C-H Bond Activation and Subsequent C(sp2)-C(sp3) Bond Formation: Coupling of Bromomethyl and Triphenylphosphine in an Iridium Complex

Treatment of HC CCH(OH)CH=CH2, with [IrHCl(CO)(PPh3)(3)]BF4 at room temperature afforded an iridacyclohexadiene, [Ir(CH=C(PPh3)CH=CHCH2)Cl(CO)(PPh3)(2)]BF4 (1). The reactivity of complex 1 had been investigated.
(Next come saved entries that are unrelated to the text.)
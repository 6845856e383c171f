//! Prompt construction for the name-extraction call.

/// Builds the extraction prompt for one product title. `brewery_hint` comes
/// from the local brewery index when a known brewery name appears in the
/// title.
pub(crate) fn build_prompt(product_name: &str, brewery_hint: Option<&str>) -> String {
    let hint = brewery_hint
        .map(|b| format!("\nNote: the brewery is likely \"{b}\"."))
        .unwrap_or_default();

    format!(
        r#"Extract the brewery name and beer name from the following product title,
split into Japanese and English forms where present. Also decide whether the
product is a bundle (a variety pack of different beers, or merchandise such
as a glass) rather than a single beer. A multi-pack of the SAME beer is not
a bundle.

Product title: "{product_name}"{hint}

Guidelines:
- Common title formats are "Beer Name / Brewery Name" and "【Beer Name/Brewery Name】";
  in the bracketed form the first part is the beer, the second the brewery.
- Use your knowledge of craft breweries to normalize names you recognize.
- If several breweries appear (a collaboration), extract the FIRST one listed.
- Set "is_bundle" to true for sets of different beers ("飲み比べセット",
  "variety pack", "3種セット") and for non-beer items (glassware, apparel).

Return ONLY a raw JSON object, no markdown fences, with exactly these keys:
- "brewery_name_native" (Japanese brewery name, or null)
- "brewery_name_latin" (English brewery name, or null)
- "beer_name_native" (Japanese beer name, or null)
- "beer_name_latin" (English beer name, or null)
- "is_bundle" (boolean)

Examples:
1. "【TECHNO PILS/FETISH CLUB】" ->
   {{"brewery_name_native": null, "brewery_name_latin": "FETISH CLUB",
     "beer_name_native": null, "beer_name_latin": "TECHNO PILS", "is_bundle": false}}
2. "Theory of Clarity / Inkhorn Brewing" ->
   {{"brewery_name_native": "インクホーン", "brewery_name_latin": "Inkhorn Brewing",
     "beer_name_native": null, "beer_name_latin": "Theory of Clarity", "is_bundle": false}}
3. "おまかせ6本セット / Random 6 Bottle Set" ->
   {{"brewery_name_native": null, "brewery_name_latin": null,
     "beer_name_native": "おまかせ6本セット", "beer_name_latin": "Random 6 Bottle Set",
     "is_bundle": true}}
4. "ブラックタイド ブラックデーモン / BLACK TIDE Black Demon ≪12/20入荷予定≫" ->
   {{"brewery_name_native": "ブラックタイド", "brewery_name_latin": "BLACK TIDE BREWING",
     "beer_name_native": "ブラックデーモン", "beer_name_latin": "Black Demon",
     "is_bundle": false}}"#
    )
}

#[cfg(test)]
mod tests {
    use super::*;

    #[test]
    fn prompt_embeds_title_and_hint() {
        let prompt = build_prompt("West Coast IPA / Green Cheek", Some("Green Cheek Beer Co."));
        assert!(prompt.contains("\"West Coast IPA / Green Cheek\""));
        assert!(prompt.contains("likely \"Green Cheek Beer Co.\""));
    }

    #[test]
    fn prompt_without_hint_has_no_note_line() {
        let prompt = build_prompt("Hazy IPA", None);
        assert!(!prompt.contains("likely"));
    }
}
use thiserror::Error;

#[derive(Debug, Error)]
pub enum ExtractorError {
    #[error("HTTP error: {0}")]
    Http(#[from] reqwest::Error),

    #[error("JSON deserialization error for {context}: {source}")]
    Deserialize {
        context: String,
        #[source]
        source: serde_json::Error,
    },

    #[error("model {model} reported resource exhaustion")]
    ResourceExhausted { model: String },

    #[error("both models exhausted their quota")]
    QuotaExhausted,

    #[error("daily request budget of {budget} reached")]
    BudgetExhausted { budget: u32 },

    #[error("model API error: {0}")]
    ApiError(String),
}

impl ExtractorError {
    /// True for the terminal quota states that should abort the extraction
    /// stage rather than skip one product.
    #[must_use]
    pub fn is_fatal_quota(&self) -> bool {
        matches!(
            self,
            Self::QuotaExhausted | Self::BudgetExhausted { .. }
        )
    }
}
Reaction of 1 with 1 equiv of bromine produced an iridacyclopentadiene, [Ir(CH=C(PPh3)CH=C(CH2BR))Cl(CO)(PPh3)(2)]BF4 (2). When excess bromine was used, iridacyclopentadiene 2 underwent subsequent intramolecular C(sp(2))-C(sp(3)) coupling between the exocyclic-CH2Br group and a phenyl of the PPh3 ligand, leading to the formation of a fused iridacycle complex, [Ir(CH=C(PPh3)C(Br)=C(CHBr))(P(C6H4)Ph-2)Cl(CO)PPh3]Br-3 (3). A mechanism for the formation of complex 3 starting; from 1 was proposed, in which the process involved a triple C-H activation as well as a rare C(sp(2))-C(sp(3)) reductive elimination.